Data serupa, lanjut Retno, bisa saja menimpa anak-anak Indonesia pasca lonjakan kasus COVID-19 di Tanah Air pada dua bulan terakhir. Untuk itu, KPAI memberikan beberapa rekomendasi untuk melindungi anak-anak Indonesia yang kehilangan kedua orangtuanya.

"Tentu saja negera harus hadir, baik atas nama pemerintah pusat maupun pemerintah daerah," tutur Retno.

Pertama, KPAI mendorong adanya penelusuran dan pemilahan data oleh pemerintah pusat maupun pemerintah daerah, dari 76.200 orang pasien COVID-19 yang meninggal per 20 Juli, berapa orang yang dalam usia produktif, berapa yang menjadi tulang punggung keluarga, berapa jumlah anak yang dimiliki dan berapa usianya. 

Kedua, KPAI mendorong pemilahan data yang lebih rinci terkait jumlah anak-anak yang kehilangan salah satu atau kedua orangtuanya.

 

"Harus dilakukan pemetaan wilayah domisilinya anak-anak tersebut agar penanganannya melibatkan pemerintah daerah secara langsung, dalam hal ini bisa mengaktifkan peran Dinas Dukcapil setempat dengan dasar Kartu Keluarga yang diperbaharui karena ada keluarga yang meninggal," jelas Retno.

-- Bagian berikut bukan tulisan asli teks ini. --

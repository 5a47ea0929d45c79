// Vector store gateway
// Wraps the upsert/update/query data plane of an external vector index

#[cfg(test)]
mod tests;

use anyhow::{Context, Result, bail};
use serde::{Deserialize, Serialize};
use tracing::debug;
use url::Url;

use crate::config::Config;

/// Well-known id of the chat transcript singleton record.
pub const CHAT_RECORD_ID: &str = "chat-record";

/// Well-known id of the employee roster singleton record.
pub const ROSTER_RECORD_ID: &str = "all-users";

/// Id for one part of a singleton record: the base id for the first part,
/// the base id with a `2` suffix for the overflow half.
///
/// The same ids are addressed on every sync, so concurrent writers race and
/// the last writer wins; there is no optimistic concurrency check.
#[inline]
pub fn singleton_part_id(base: &str, part: usize) -> String {
    if part == 0 {
        base.to_string()
    } else {
        format!("{}2", base)
    }
}

#[derive(Debug, Clone, Serialize, Deserialize, PartialEq, Eq)]
pub struct VectorMetadata {
    pub subject: String,
    pub context: String,
}

#[derive(Debug, Clone, Serialize, PartialEq)]
pub struct VectorRecord {
    pub id: String,
    pub values: Vec<f32>,
    pub metadata: VectorMetadata,
}

/// Similarity match with metadata coerced to strings.
#[derive(Debug, Clone, PartialEq)]
pub struct VectorMatch {
    pub id: String,
    pub score: f32,
    pub metadata: VectorMetadata,
}

#[derive(Debug, Clone)]
pub struct VectorStoreClient {
    index_host: Url,
    api_key: String,
    client: reqwest::Client,
}

#[derive(Debug, Serialize)]
struct UpsertRequest<'a> {
    vectors: &'a [VectorRecord],
}

#[derive(Debug, Serialize)]
struct UpdateRequest<'a> {
    id: &'a str,
    #[serde(rename = "setMetadata")]
    set_metadata: &'a VectorMetadata,
}

#[derive(Debug, Serialize)]
struct QueryRequest<'a> {
    vector: &'a [f32],
    #[serde(rename = "topK")]
    top_k: usize,
    #[serde(rename = "includeMetadata")]
    include_metadata: bool,
}

#[derive(Debug, Deserialize)]
struct QueryResponse {
    #[serde(default)]
    matches: Vec<WireMatch>,
}

#[derive(Debug, Deserialize)]
struct WireMatch {
    id: String,
    #[serde(default)]
    score: f32,
    metadata: Option<serde_json::Value>,
}

impl VectorStoreClient {
    #[inline]
    pub fn new(config: &Config) -> Self {
        Self {
            index_host: config.pinecone.index_host.clone(),
            api_key: config
                .secrets
                .pinecone_api_key
                .clone()
                .unwrap_or_default(),
            client: reqwest::Client::new(),
        }
    }

    /// Upsert records into the index. A record carrying a zero-length
    /// vector (the embedding-failure signal) is rejected locally rather
    /// than forwarded upstream.
    #[inline]
    pub async fn upsert(&self, records: &[VectorRecord]) -> Result<()> {
        if records.is_empty() {
            return Ok(());
        }
        if records.iter().any(|record| record.values.is_empty()) {
            bail!("Refusing to upsert a record with an empty embedding vector");
        }

        let url = self
            .index_host
            .join("/vectors/upsert")
            .context("Failed to build upsert URL")?;

        debug!("Upserting {} vector record(s)", records.len());

        self.client
            .post(url)
            .header("Api-Key", &self.api_key)
            .json(&UpsertRequest { vectors: records })
            .send()
            .await
            .context("Failed to reach vector index")?
            .error_for_status()
            .context("Vector index rejected upsert")?;

        Ok(())
    }

    /// Rewrite the metadata of an existing record in place. The stored
    /// vector is left untouched.
    #[inline]
    pub async fn update_metadata(&self, id: &str, metadata: &VectorMetadata) -> Result<()> {
        let url = self
            .index_host
            .join("/vectors/update")
            .context("Failed to build update URL")?;

        debug!("Updating metadata for record {}", id);

        self.client
            .post(url)
            .header("Api-Key", &self.api_key)
            .json(&UpdateRequest {
                id,
                set_metadata: metadata,
            })
            .send()
            .await
            .context("Failed to reach vector index")?
            .error_for_status()
            .context("Vector index rejected update")?;

        Ok(())
    }

    /// Similarity-search the index. Matches with absent metadata come back
    /// with placeholder subject and context strings. An empty index yields
    /// an empty list.
    #[inline]
    pub async fn query(&self, vector: &[f32], top_k: usize) -> Result<Vec<VectorMatch>> {
        if vector.is_empty() {
            bail!("Refusing to query with an empty embedding vector");
        }

        let url = self
            .index_host
            .join("/query")
            .context("Failed to build query URL")?;

        let response: QueryResponse = self
            .client
            .post(url)
            .header("Api-Key", &self.api_key)
            .json(&QueryRequest {
                vector,
                top_k,
                include_metadata: true,
            })
            .send()
            .await
            .context("Failed to reach vector index")?
            .error_for_status()
            .context("Vector index rejected query")?
            .json()
            .await
            .context("Failed to parse query response")?;

        debug!("Query returned {} match(es)", response.matches.len());

        Ok(response.matches.into_iter().map(coerce_match).collect())
    }
}

fn coerce_match(wire: WireMatch) -> VectorMatch {
    let metadata = wire.metadata.as_ref();
    let subject = metadata
        .and_then(|m| m.get("subject"))
        .and_then(|v| v.as_str())
        .unwrap_or("Unknown")
        .to_string();
    let context = metadata
        .and_then(|m| m.get("context"))
        .and_then(|v| v.as_str())
        .unwrap_or("No context available")
        .to_string();

    VectorMatch {
        id: wire.id,
        score: wire.score,
        metadata: VectorMetadata { subject, context },
    }
}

Ketiga, KPAI mendorong pemerintah daerah memastikan pemenuhan hak anak-anak yang kehilangan orangtuanya tersebut. Seperti pemenuhan keberlangsungan hak atas pendidikan, pengasuhan oleh keluarga terdekat, kesehatan, dan sebagainya. 

 

Penanganan ini, kata dia, tentu memerlukan kehadiran negara serta dukungan APBN dan APBD demi kelangsungan hidup dan masa depan anak-anak yang masih di bawah umur.

 

"Pengasuhan anak yang kehilangan orangtunya akibat COVID-19, harus dipastikan pengasuhannya dilakukan oleh kerabat/keluarga besar mereka, Panti asuhan seharusnya menjadi pilihan terakhir," kata Retno.

 

Keempat, KPAI mendorong adanya kesadaran publik melalui media massa dan kampanye media sosial terkait proses hukum dalam hal adopsi. Kemungkinan, menurut Retno, sebagaimana dampak bencana alam, kerap banyak muncul permohonan untuk mengadopsi anak-anak yatim piatu yang beredar di media sosial. 

 

"Hal ini membuat anak-anak rentan terhadap perdagangan dan pelecehan anak. Selain itu, banyak anak yang juga memerlukan konseling untuk mengatasi kesedihan dan trauma mereka," jelasnya.

Kelima, KPAI mendorong pengetatan pembatasan sosial seiring kasus yang terus meningkat. Kasus sudah meningkat berkali-kali lipat, maka kegiatan pembatasan sosial juga harus lebih ketat lagi.

 

"Pengetatan secara nyata harus dilakukan agar jangan sampai terus jatuh korban, agar anak-anak terlindungi dan tidak bertambah lagi anak-anak di bawah umur yang kehilangan salah satu atau malah kedua orangtuanya," demikian Retno.